It was a simultaneously inspiring and sad sight. Returning to Valencia for a few nights’ decompression after the Festival Internacional de Benicassim – located an hour north of the city, on the Costa Azahar – we looked down from the roof of our hotel, looming over the Nou Mestalla. In the falling dusk, it could easily have been mistaken for a titanic sporting arena, rather than just the skeleton of one. When we spoke to the locals about it, they told us of rumors that the foundations of the stadium had shifted since work stopped on it over a year before, and that the whole lot may have to be pulled down.
The “Nou” Mestalla, seen here in Sept. 2010, has already become an old joke. Though construction began in Aug. 2007, new Valencia ownership hopes to begin using the venue in 2019. (Photo: Manuel Queimadelos Alonso/Getty Images Sport)
For context, it should be pointed out that this took place in July 2010, over four years ago. That’s how long Valencia has been stuck in a grim netherworld, unable to move on, fearful of the present and barely able to grasp at an increasingly unattainable future. That shadow of a stadium has been a symbol of inert ambition, but in the last few months, valencianistas have dared to dream again.
For Saturday’s visit of champion Atlético Madrid, the current Mestalla (dating from 1923) was given a quick lick of paint. Whether the current improvement on the pitch, which reached a high point with Los Che’s exhilarating 3-1 win, is a similar superficial cover-up of existing blemishes or the real thing remains to be seen. Yet for some over 50,000 fans in a buoyant sell-out crowd in the afternoon sun, it felt like the good times were back.
On Sunday morning, leading sports newspaper Marca was even persuaded to include the headline “El Valencia es candidato” – Valencia is a candidate, for La Liga. It was easy to be swept away by the moment, as Atleti was, swamped by a rampant home side with three goals in the first 13 minutes of the match. The atmosphere, which had not been seen at the Mestalla for many a year apart from last season’s raucous Europa League semifinal, was heady and hypnotic too.
It is still hard, at least yet, to make a convincing argument that they really will last the distance, as they bed in a new team and a new coach, but the identity of the vanquished on Saturday was important. Atleti is not just Spain’s champion but a flagship of what can be done with impeccable leadership, commitment and organization, even while in the slipstream of Real Madrid and Barcelona’s untouchable commercial means. Atleti and Valencia have run the two highest debts in La Liga over the last five years, each hovering around the 500 million euro mark.
Here, finally, Valencia had the fight and the focus, and Atleti’s acknowledgement. “This is how football should be played,” trumpeted Valencia’s impressive young coach Nuno after the match, describing the contest as “aggressive, but (played) with respect.”
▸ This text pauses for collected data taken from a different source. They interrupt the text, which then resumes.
//! Tests for the pinning client

use super::*;
use crate::aggregator::PinListing;
use crate::config::PinataConfig;
use crate::error::Error;
use crate::pagination::PageRequest;
use crate::types::{PinMetadata, UploadFile};
use serde_json::json;
use wiremock::matchers::{body_string_contains, header, method, path, query_param};
use wiremock::{Mock, MockServer, ResponseTemplate};

fn config_for(server: &MockServer) -> PinataConfig {
    PinataConfig {
        api_url: server.uri(),
        gateway_url: server.uri(),
        api_key: Some("key".to_string()),
        secret_key: Some("secret".to_string()),
        ..Default::default()
    }
}

#[test]
fn test_new_requires_credentials() {
    let err = PinataClient::new(&PinataConfig::default()).unwrap_err();
    assert!(matches!(err, Error::Config { .. }));
}

#[tokio::test]
async fn test_list_pins_sends_paging_and_auth() {
    let mock_server = MockServer::start().await;

    Mock::given(method("GET"))
        .and(path("/data/pinList"))
        .and(query_param("status", "pinned"))
        .and(query_param("pageLimit", "10"))
        .and(query_param("pageOffset", "20"))
        .and(header("pinata_api_key", "key"))
        .and(header("pinata_secret_api_key", "secret"))
        .respond_with(ResponseTemplate::new(200).set_body_json(json!({
            "count": 21,
            "rows": [{"ipfs_pin_hash": "QmLast", "mime_type": "image/jpeg"}]
        })))
        .expect(1)
        .mount(&mock_server)
        .await;

    let client = PinataClient::new(&config_for(&mock_server)).unwrap();
    let page = client
        .list_pins(PageRequest {
            offset: 20,
            limit: 10,
        })
        .await
        .unwrap();

    assert_eq!(page.count, Some(21));
    assert_eq!(page.rows.len(), 1);
    assert_eq!(page.rows[0].ipfs_pin_hash, "QmLast");
}

#[tokio::test]
async fn test_list_page_propagates_status_error() {
    let mock_server = MockServer::start().await;

    Mock::given(method("GET"))
        .and(path("/data/pinList"))
        .respond_with(ResponseTemplate::new(401).set_body_string("invalid key"))
        .mount(&mock_server)
        .await;

    let client = PinataClient::new(&config_for(&mock_server)).unwrap();
    let err = client
        .list_page(PageRequest {
            offset: 0,
            limit: 10,
        })
        .await
        .unwrap_err();

    assert!(matches!(err, Error::HttpStatus { status: 401, .. }));
}

#[tokio::test]
async fn test_list_page_missing_rows_is_empty_page() {
    let mock_server = MockServer::start().await;

    Mock::given(method("GET"))
        .and(path("/data/pinList"))
        .respond_with(ResponseTemplate::new(200).set_body_json(json!({"count": 0})))
        .mount(&mock_server)
        .await;

    let client = PinataClient::new(&config_for(&mock_server)).unwrap();
    let rows = client
        .list_page(PageRequest {
            offset: 0,
            limit: 10,
        })
        .await
        .unwrap();
    assert!(rows.is_empty());
}

#[tokio::test]
async fn test_pin_file_multipart_with_metadata() {
    let mock_server = MockServer::start().await;

    Mock::given(method("POST"))
        .and(path("/pinning/pinFileToIPFS"))
        .and(header("pinata_api_key", "key"))
        .and(body_string_contains("filename=\"cat.png\""))
        .and(body_string_contains("name=\"pinataMetadata\""))
        .and(body_string_contains("\"category\":\"art\""))
        .respond_with(ResponseTemplate::new(200).set_body_json(json!({
            "IpfsHash": "QmCat",
            "PinSize": 4,
            "Timestamp": "2024-03-01T10:00:00.000Z"
        })))
        .expect(1)
        .mount(&mock_server)
        .await;

    let client = PinataClient::new(&config_for(&mock_server)).unwrap();
    let file = UploadFile::new("cat.png", "image/png", b"meow".to_vec());
    let response = client
        .pin_file(&file, Some(&PinMetadata::with_category("art")))
        .await
        .unwrap();

    assert_eq!(response.ipfs_hash, "QmCat");
    assert_eq!(response.pin_size, Some(4));
}

#[tokio::test]
async fn test_fetch_content_skips_credentials() {
    let mock_server = MockServer::start().await;

    Mock::given(method("GET"))
        .and(path("/ipfs/QmDoc"))
        .respond_with(
            ResponseTemplate::new(200)
                .set_body_json(json!({"name": "Pinnie NFT", "description": "A Pinnie"})),
        )
        .mount(&mock_server)
        .await;

    let client = PinataClient::new(&config_for(&mock_server)).unwrap();
    let content = client.fetch_content("QmDoc").await.unwrap();
    assert_eq!(content["name"], "Pinnie NFT");

    let requests = mock_server.received_requests().await.unwrap();
    assert_eq!(requests.len(), 1);
    assert!(!requests[0].headers.contains_key("pinata_api_key"));
}

#[tokio::test]
async fn test_gateway_client_needs_no_credentials() {
    let mock_server = MockServer::start().await;

    Mock::given(method("GET"))
        .and(path("/ipfs/bafyMeta"))
        .respond_with(ResponseTemplate::new(200).set_body_json(json!({"name": "Open"})))
        .expect(1)
        .mount(&mock_server)
        .await;

    let config = PinataConfig {
        gateway_url: mock_server.uri(),
        ..Default::default()
    };
    assert!(config.validate().is_err());

    let client = GatewayClient::new(&config).unwrap();
    let content = client.fetch_content("bafyMeta").await.unwrap();
    assert_eq!(content["name"], "Open");
}

#[tokio::test]
async fn test_bearer_config_sends_jwt() {
    let mock_server = MockServer::start().await;

    Mock::given(method("GET"))
        .and(path("/data/pinList"))
        .and(header("Authorization", "Bearer scoped-jwt"))
        .respond_with(ResponseTemplate::new(200).set_body_json(json!({"rows": []})))
        .expect(1)
        .mount(&mock_server)
        .await;

    let config = PinataConfig {
        api_url: mock_server.uri(),
        jwt: Some("scoped-jwt".to_string()),
        ..Default::default()
    };
    let client = PinataClient::new(&config).unwrap();
    client
        .list_page(PageRequest {
            offset: 0,
            limit: 10,
        })
        .await
        .unwrap();
}
//! Error types for pin-gallery
//!
//! This module defines the error hierarchy for the whole crate.
//! All public APIs return `Result<T, Error>` where Error is defined here.

use thiserror::Error;

/// The main error type for pin-gallery
#[derive(Error, Debug)]
pub enum Error {
    // ============================================================================
    // Configuration Errors
    // ============================================================================
    #[error("Configuration error: {message}")]
    Config { message: String },

    #[error("Missing required config field: {field}")]
    MissingConfigField { field: String },

    #[error("Failed to parse YAML: {0}")]
    YamlParse(#[from] serde_yaml::Error),

    #[error("Failed to parse JSON: {0}")]
    JsonParse(#[from] serde_json::Error),

    // ============================================================================
    // Authentication Errors
    // ============================================================================
    #[error("Authentication failed: {message}")]
    Auth { message: String },

    // ============================================================================
    // HTTP Errors
    // ============================================================================
    #[error("HTTP request failed: {0}")]
    Http(#[from] reqwest::Error),

    #[error("HTTP {status}: {body}")]
    HttpStatus { status: u16, body: String },

    #[error("Invalid URL: {0}")]
    InvalidUrl(#[from] url::ParseError),

    #[error("Failed to decode response: {message}")]
    Decode { message: String },

    // ============================================================================
    // Upload Errors
    // ============================================================================
    #[error("Upload rejected: {message}")]
    Validation { message: String },

    // ============================================================================
    // Settings Errors
    // ============================================================================
    #[error("Settings error: {message}")]
    Settings { message: String },

    // ============================================================================
    // I/O Errors
    // ============================================================================
    #[error("IO error: {0}")]
    Io(#[from] std::io::Error),

    #[error("File not found: {path}")]
    FileNotFound { path: String },

    // ============================================================================
    // Generic Errors
    // ============================================================================
    #[error("{0}")]
    Other(String),
}

impl Error {
    /// Create a config error
    pub fn config(message: impl Into<String>) -> Self {
        Self::Config {
            message: message.into(),
        }
    }

    /// Create a missing field error
    pub fn missing_field(field: impl Into<String>) -> Self {
        Self::MissingConfigField {
            field: field.into(),
        }
    }

    /// Create an auth error
    pub fn auth(message: impl Into<String>) -> Self {
        Self::Auth {
            message: message.into(),
        }
    }

    /// Create an HTTP status error
    pub fn http_status(status: u16, body: impl Into<String>) -> Self {
        Self::HttpStatus {
            status,
            body: body.into(),
        }
    }

    /// Create a decode error
    pub fn decode(message: impl Into<String>) -> Self {
        Self::Decode {
            message: message.into(),
        }
    }

    /// Create an upload validation error
    pub fn validation(message: impl Into<String>) -> Self {
        Self::Validation {
            message: message.into(),
        }
    }

    /// Create a settings error
    pub fn settings(message: impl Into<String>) -> Self {
        Self::Settings {
            message: message.into(),
        }
    }
}

/// Result type alias for pin-gallery
pub type Result<T> = std::result::Result<T, Error>;

/// Extension trait for adding context to errors
pub trait ResultExt<T> {
    /// Add context to an error
    fn context(self, message: impl Into<String>) -> Result<T>;

    /// Add context with a closure (lazy evaluation)
    fn with_context<F: FnOnce() -> String>(self, f: F) -> Result<T>;
}

impl<T, E: Into<Error>> ResultExt<T> for std::result::Result<T, E> {
    fn context(self, message: impl Into<String>) -> Result<T> {
        self.map_err(|e| {
            let inner = e.into();
            Error::Other(format!("{}: {}", message.into(), inner))
        })
    }

    fn with_context<F: FnOnce() -> String>(self, f: F) -> Result<T> {
        self.map_err(|e| {
            let inner = e.into();
            Error::Other(format!("{}: {}", f(), inner))
        })
    }
}
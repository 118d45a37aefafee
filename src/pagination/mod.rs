//! Pagination module
//!
//! Offset/limit pagination for the pin listing endpoint.
//!
//! # Overview
//!
//! The paginator produces the query parameters for each page and decides,
//! from the raw row count of a response, whether another page follows.
//! Pagination arithmetic only ever sees raw row counts; filtering happens
//! after the decision is made.

mod offset;
mod types;

pub use offset::OffsetPaginator;
pub use types::{NextPage, PageRequest, PaginationState};

#[cfg(test)]
mod tests;
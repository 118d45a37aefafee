//! Authenticator implementation
//!
//! Applies the configured credentials to outgoing requests.

use super::types::{AuthConfig, API_KEY_HEADER, SECRET_KEY_HEADER};
use crate::error::{Error, Result};
use reqwest::RequestBuilder;

/// Authenticator handles applying authentication to HTTP requests
#[derive(Debug, Clone)]
pub struct Authenticator {
    config: AuthConfig,
}

impl Authenticator {
    /// Create a new authenticator with the given config
    pub fn new(config: AuthConfig) -> Self {
        Self { config }
    }

    /// Apply authentication to a request builder
    pub fn apply(&self, req: RequestBuilder) -> Result<RequestBuilder> {
        match &self.config {
            AuthConfig::None => Ok(req),

            AuthConfig::ApiKeyPair {
                api_key,
                secret_key,
            } => {
                if api_key.is_empty() || secret_key.is_empty() {
                    return Err(Error::auth("API key pair is incomplete"));
                }
                Ok(req
                    .header(API_KEY_HEADER, api_key.as_str())
                    .header(SECRET_KEY_HEADER, secret_key.as_str()))
            }

            AuthConfig::Bearer { token } => {
                if token.is_empty() {
                    return Err(Error::auth("Bearer token is empty"));
                }
                Ok(req.bearer_auth(token))
            }
        }
    }
}
//! Settings module
//!
//! User preferences that outlive a session. Today that is the theme.
//!
//! # Overview
//!
//! - `Settings` - the persisted preference values
//! - `SettingsStore` - owns the settings behind an explicit read/write API
//!   and persists them to a JSON file
//!
//! Nothing reads preferences from ambient global state; callers hold a
//! `SettingsStore` and pass it where it is needed.

mod store;
mod types;

pub use store::SettingsStore;
pub use types::{Settings, Theme};
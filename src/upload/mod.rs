//! Concurrent uploads
//!
//! Every selected file is pinned by its own request. All requests run at
//! once and are joined with all-settled semantics: one failure neither
//! cancels nor hides the others.

use crate::error::{Error, Result};
use crate::gallery::Category;
use crate::gateway::Gateway;
use crate::types::{PinFileResponse, PinMetadata, PinnedItem, UploadFile};
use async_trait::async_trait;
use futures::future::join_all;
use std::sync::Arc;
use tracing::{error, info};

/// Largest file accepted for upload (25 MiB)
pub const MAX_UPLOAD_BYTES: usize = 25 * 1024 * 1024;

/// Summary shown when every upload went through
pub const SUCCESS_MESSAGE: &str = "Files uploaded successfully!";

/// A pinning endpoint accepting one file per request
#[async_trait]
pub trait PinUpload: Send + Sync {
    /// Upload a single file with optional metadata
    async fn pin_file(
        &self,
        file: &UploadFile,
        metadata: Option<&PinMetadata>,
    ) -> Result<PinFileResponse>;
}

#[async_trait]
impl<T: PinUpload + ?Sized> PinUpload for Arc<T> {
    async fn pin_file(
        &self,
        file: &UploadFile,
        metadata: Option<&PinMetadata>,
    ) -> Result<PinFileResponse> {
        (**self).pin_file(file, metadata).await
    }
}

/// Keep only images within the size limit
pub fn select_uploads(files: Vec<UploadFile>) -> Result<Vec<UploadFile>> {
    let valid: Vec<UploadFile> = files
        .into_iter()
        .filter(|f| f.media_type.starts_with("image/") && f.size() <= MAX_UPLOAD_BYTES)
        .collect();

    if valid.is_empty() {
        return Err(Error::validation(
            "Please select valid image files under 25 MB.",
        ));
    }
    Ok(valid)
}

/// A file that could not be pinned
#[derive(Debug)]
pub struct UploadFailure {
    pub name: String,
    pub error: Error,
}

/// Outcome of an upload batch
#[derive(Debug)]
pub struct UploadReport {
    /// Successful uploads, in submission order
    pub uploaded: Vec<PinnedItem>,
    /// Failed uploads, in submission order
    pub failures: Vec<UploadFailure>,
    /// Notification text naming every failed file
    pub message: String,
}

impl UploadReport {
    fn from_results(results: Vec<std::result::Result<PinnedItem, UploadFailure>>) -> Self {
        let total = results.len();
        let mut uploaded = Vec::new();
        let mut failures = Vec::new();
        for result in results {
            match result {
                Ok(item) => uploaded.push(item),
                Err(failure) => failures.push(failure),
            }
        }

        let message = if failures.is_empty() {
            SUCCESS_MESSAGE.to_string()
        } else {
            let mut parts = Vec::with_capacity(failures.len() + 1);
            if !uploaded.is_empty() {
                parts.push(format!("Uploaded {} of {total} files.", uploaded.len()));
            }
            parts.extend(
                failures
                    .iter()
                    .map(|failure| format!("Error uploading {}.", failure.name)),
            );
            parts.join(" ")
        };

        Self {
            uploaded,
            failures,
            message,
        }
    }

    pub fn all_succeeded(&self) -> bool {
        self.failures.is_empty()
    }
}

/// Fans uploads out to a [`PinUpload`] target
pub struct Uploader<T> {
    target: T,
    gateway: Gateway,
}

impl<T: PinUpload> Uploader<T> {
    /// Create an uploader using the default gateway for display URLs
    pub fn new(target: T) -> Self {
        Self {
            target,
            gateway: Gateway::default(),
        }
    }

    /// Set the gateway used for display URLs
    #[must_use]
    pub fn with_gateway(mut self, gateway: Gateway) -> Self {
        self.gateway = gateway;
        self
    }

    pub fn target(&self) -> &T {
        &self.target
    }

    /// Upload every file concurrently and wait for all of them to settle
    pub async fn upload_all(
        &self,
        files: &[UploadFile],
        category: Option<Category>,
    ) -> Result<UploadReport> {
        if files.is_empty() {
            return Err(Error::validation("No files selected"));
        }

        let uploads = files.iter().map(|file| self.upload_one(file, category));
        let report = UploadReport::from_results(join_all(uploads).await);

        info!(
            uploaded = report.uploaded.len(),
            failed = report.failures.len(),
            "Upload batch settled"
        );
        Ok(report)
    }

    async fn upload_one(
        &self,
        file: &UploadFile,
        category: Option<Category>,
    ) -> std::result::Result<PinnedItem, UploadFailure> {
        let mut metadata = category
            .filter(|c| *c != Category::All)
            .map(|c| PinMetadata::with_category(c.key()))
            .unwrap_or_default();
        metadata.name = Some(file.name.clone());

        match self.target.pin_file(file, Some(&metadata)).await {
            Ok(response) => Ok(PinnedItem {
                display_url: self.gateway.url_for(&response.ipfs_hash),
                content_id: response.ipfs_hash,
                original_name: file.name.clone(),
                media_type: file.media_type_or_default().to_string(),
                category: metadata.category().map(ToString::to_string),
            }),
            Err(e) => {
                error!(file = %file.name, error = %e, "Error uploading file");
                Err(UploadFailure {
                    name: file.name.clone(),
                    error: e,
                })
            }
        }
    }
}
Nuno took Rio Ave to two cup finals in Portugal, achievements that earned him a one-year contract with Valencia in July. Through seven games in La Liga, the former goalkeeper is undefeated, guiding Los Che to within two points of league-leading Barcelona. (Photo: Manuel Queimadelos Alonso/Getty Images Sport)
Nuno was an unexpected choice for the hot seat, with the former goalkeeper having held only one senior post before (albeit pretty successfully), in his homeland at modest Rio Ave. He was the explicit choice of owner-elect Peter Lim, with Valencia hoping to be bedding the Singaporean businessman into office soon. Lim is still attempting to put the finishing touches to a club purchase originally thought to be finalized earlier this year. He missed the Atleti match while back in Singapore working on an agreement with Valencia’s major creditor (and part owner), Bankia, which is the one issue holding up the sale’s completion.
Sealing the deal would open up Valencia’s future. The club would be able to get on with selling the current Mestalla and finishing the new one, as well as investing in the playing squad. In the meantime, Lim has been helping out as best he can, loaning players owned by his player investment fund, Meriton, including promising Portuguese midfielder André Gomes, whose sensational goal put Valencia two up against Atleti on Saturday. Yet this, in the same way that the previous hand-to-mouth existence of selling Juan Mata, David Villa and David Silva one at a time, is not the road to sustainability.
The club owning its own players is a must, which is why the young stars of the side, led by forward Paco Alcácer and left back José Gayá, are so important. Home-grown and adored by the fans, they are what gives this new Valencia its soul. With Alcácer having scored on his full debut for Spain in September, it is clear they have talent, too.
It is the Nou Mestalla, however, that remains the measure by which one can eventually say Lim’s project did fly, or die. When he submitted his mandate earlier this year, it was his aim to make sure that Valencia would be playing in the completed new stadium in time to celebrate the club’s centenary in 2019. Only if that finally comes to pass will we able to say that Valencia is truly healthy.